(Saved data entries)
━━━
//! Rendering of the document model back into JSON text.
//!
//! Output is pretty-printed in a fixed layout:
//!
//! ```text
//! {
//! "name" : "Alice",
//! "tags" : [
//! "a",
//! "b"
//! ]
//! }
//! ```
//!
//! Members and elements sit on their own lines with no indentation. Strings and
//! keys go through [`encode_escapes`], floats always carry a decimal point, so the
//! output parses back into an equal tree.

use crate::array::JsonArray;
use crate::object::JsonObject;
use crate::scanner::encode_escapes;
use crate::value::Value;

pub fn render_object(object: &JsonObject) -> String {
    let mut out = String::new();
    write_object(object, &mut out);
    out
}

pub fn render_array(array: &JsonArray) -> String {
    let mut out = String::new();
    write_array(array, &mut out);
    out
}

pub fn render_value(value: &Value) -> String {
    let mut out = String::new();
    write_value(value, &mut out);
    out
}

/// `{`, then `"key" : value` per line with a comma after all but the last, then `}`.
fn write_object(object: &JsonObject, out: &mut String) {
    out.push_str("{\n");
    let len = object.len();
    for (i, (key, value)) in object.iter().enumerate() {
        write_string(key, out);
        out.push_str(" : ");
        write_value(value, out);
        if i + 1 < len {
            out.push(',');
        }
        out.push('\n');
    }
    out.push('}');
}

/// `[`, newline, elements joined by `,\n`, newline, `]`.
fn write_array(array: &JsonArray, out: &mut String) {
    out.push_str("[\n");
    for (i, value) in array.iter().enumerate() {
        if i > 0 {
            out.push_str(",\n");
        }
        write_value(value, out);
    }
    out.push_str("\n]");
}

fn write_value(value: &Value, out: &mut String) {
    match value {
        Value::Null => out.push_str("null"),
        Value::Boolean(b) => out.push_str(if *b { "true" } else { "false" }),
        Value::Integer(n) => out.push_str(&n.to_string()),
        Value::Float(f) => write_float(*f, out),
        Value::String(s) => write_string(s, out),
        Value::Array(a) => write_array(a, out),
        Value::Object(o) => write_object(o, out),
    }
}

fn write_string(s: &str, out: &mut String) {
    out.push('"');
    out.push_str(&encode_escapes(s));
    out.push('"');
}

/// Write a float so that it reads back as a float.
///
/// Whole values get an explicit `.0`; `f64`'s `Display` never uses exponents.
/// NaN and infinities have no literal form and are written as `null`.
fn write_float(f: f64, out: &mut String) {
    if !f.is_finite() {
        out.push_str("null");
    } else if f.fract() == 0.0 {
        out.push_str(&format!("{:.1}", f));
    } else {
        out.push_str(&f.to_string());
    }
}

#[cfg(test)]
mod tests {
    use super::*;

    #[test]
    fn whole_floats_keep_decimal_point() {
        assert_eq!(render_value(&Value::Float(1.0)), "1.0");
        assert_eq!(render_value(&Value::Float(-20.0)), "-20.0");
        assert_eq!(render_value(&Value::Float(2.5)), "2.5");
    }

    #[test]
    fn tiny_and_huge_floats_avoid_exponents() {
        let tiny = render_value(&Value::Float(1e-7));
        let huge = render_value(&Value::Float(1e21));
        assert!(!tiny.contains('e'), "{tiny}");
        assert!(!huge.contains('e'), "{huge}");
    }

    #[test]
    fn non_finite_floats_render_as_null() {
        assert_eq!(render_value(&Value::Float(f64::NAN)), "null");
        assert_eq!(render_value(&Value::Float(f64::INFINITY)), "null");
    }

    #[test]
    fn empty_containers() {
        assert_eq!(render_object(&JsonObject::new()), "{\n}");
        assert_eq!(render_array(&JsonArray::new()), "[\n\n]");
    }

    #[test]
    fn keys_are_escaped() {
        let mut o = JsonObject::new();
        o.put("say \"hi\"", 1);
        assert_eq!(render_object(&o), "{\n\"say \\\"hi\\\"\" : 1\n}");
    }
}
━━━
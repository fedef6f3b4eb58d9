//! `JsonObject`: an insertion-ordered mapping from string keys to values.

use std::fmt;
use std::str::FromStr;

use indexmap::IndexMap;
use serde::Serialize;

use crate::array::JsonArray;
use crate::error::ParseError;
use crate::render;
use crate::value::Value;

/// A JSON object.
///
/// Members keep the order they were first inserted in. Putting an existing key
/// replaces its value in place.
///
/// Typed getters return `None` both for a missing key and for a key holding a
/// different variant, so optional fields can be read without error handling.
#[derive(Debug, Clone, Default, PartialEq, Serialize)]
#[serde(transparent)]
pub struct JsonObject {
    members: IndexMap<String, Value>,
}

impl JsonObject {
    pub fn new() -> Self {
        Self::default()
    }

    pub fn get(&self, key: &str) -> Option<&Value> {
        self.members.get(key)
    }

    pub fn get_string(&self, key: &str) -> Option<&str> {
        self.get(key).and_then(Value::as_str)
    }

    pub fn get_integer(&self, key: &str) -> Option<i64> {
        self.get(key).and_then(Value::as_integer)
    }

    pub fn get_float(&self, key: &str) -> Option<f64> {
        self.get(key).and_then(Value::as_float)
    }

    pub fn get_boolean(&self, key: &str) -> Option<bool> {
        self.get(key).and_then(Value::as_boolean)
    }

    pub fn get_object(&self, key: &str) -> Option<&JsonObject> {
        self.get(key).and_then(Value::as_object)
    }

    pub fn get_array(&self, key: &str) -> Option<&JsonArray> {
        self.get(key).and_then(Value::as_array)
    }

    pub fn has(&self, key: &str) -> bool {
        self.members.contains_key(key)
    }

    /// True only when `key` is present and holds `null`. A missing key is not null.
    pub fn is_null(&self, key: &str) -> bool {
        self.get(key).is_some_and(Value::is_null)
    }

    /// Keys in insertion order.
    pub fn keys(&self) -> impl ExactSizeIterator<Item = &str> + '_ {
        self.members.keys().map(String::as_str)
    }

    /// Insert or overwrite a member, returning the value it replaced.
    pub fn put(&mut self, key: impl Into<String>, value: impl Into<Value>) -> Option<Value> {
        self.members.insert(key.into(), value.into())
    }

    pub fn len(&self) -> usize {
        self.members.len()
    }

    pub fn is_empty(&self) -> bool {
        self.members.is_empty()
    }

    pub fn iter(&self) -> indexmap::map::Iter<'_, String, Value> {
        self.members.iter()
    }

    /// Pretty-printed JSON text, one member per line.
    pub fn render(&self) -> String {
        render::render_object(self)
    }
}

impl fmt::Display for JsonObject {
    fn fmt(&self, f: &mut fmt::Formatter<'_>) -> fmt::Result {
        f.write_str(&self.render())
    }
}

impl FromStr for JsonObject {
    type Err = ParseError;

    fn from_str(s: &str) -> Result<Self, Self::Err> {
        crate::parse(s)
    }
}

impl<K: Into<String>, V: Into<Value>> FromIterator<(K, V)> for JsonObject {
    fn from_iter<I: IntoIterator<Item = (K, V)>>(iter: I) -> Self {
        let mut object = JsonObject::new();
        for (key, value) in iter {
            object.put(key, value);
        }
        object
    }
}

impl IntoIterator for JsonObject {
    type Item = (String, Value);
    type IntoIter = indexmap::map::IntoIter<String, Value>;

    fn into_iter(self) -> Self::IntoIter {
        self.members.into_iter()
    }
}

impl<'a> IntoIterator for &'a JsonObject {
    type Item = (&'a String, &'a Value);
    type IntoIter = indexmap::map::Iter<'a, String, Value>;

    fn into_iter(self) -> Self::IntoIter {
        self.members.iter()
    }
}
━━━
# Required work:
The expected answer is an exact copy of the lines above, beginning at the line with "impl FromStr for" and ending at the line with "type IntoIter = indexmap::map::IntoIter<String, Value>;", with both ends in.

# Expected output:
impl FromStr for JsonObject {
    type Err = ParseError;

    fn from_str(s: &str) -> Result<Self, Self::Err> {
        crate::parse(s)
    }
}

impl<K: Into<String>, V: Into<Value>> FromIterator<(K, V)> for JsonObject {
    fn from_iter<I: IntoIterator<Item = (K, V)>>(iter: I) -> Self {
        let mut object = JsonObject::new();
        for (key, value) in iter {
            object.put(key, value);
        }
        object
    }
}

impl IntoIterator for JsonObject {
    type Item = (String, Value);
    type IntoIter = indexmap::map::IntoIter<String, Value>;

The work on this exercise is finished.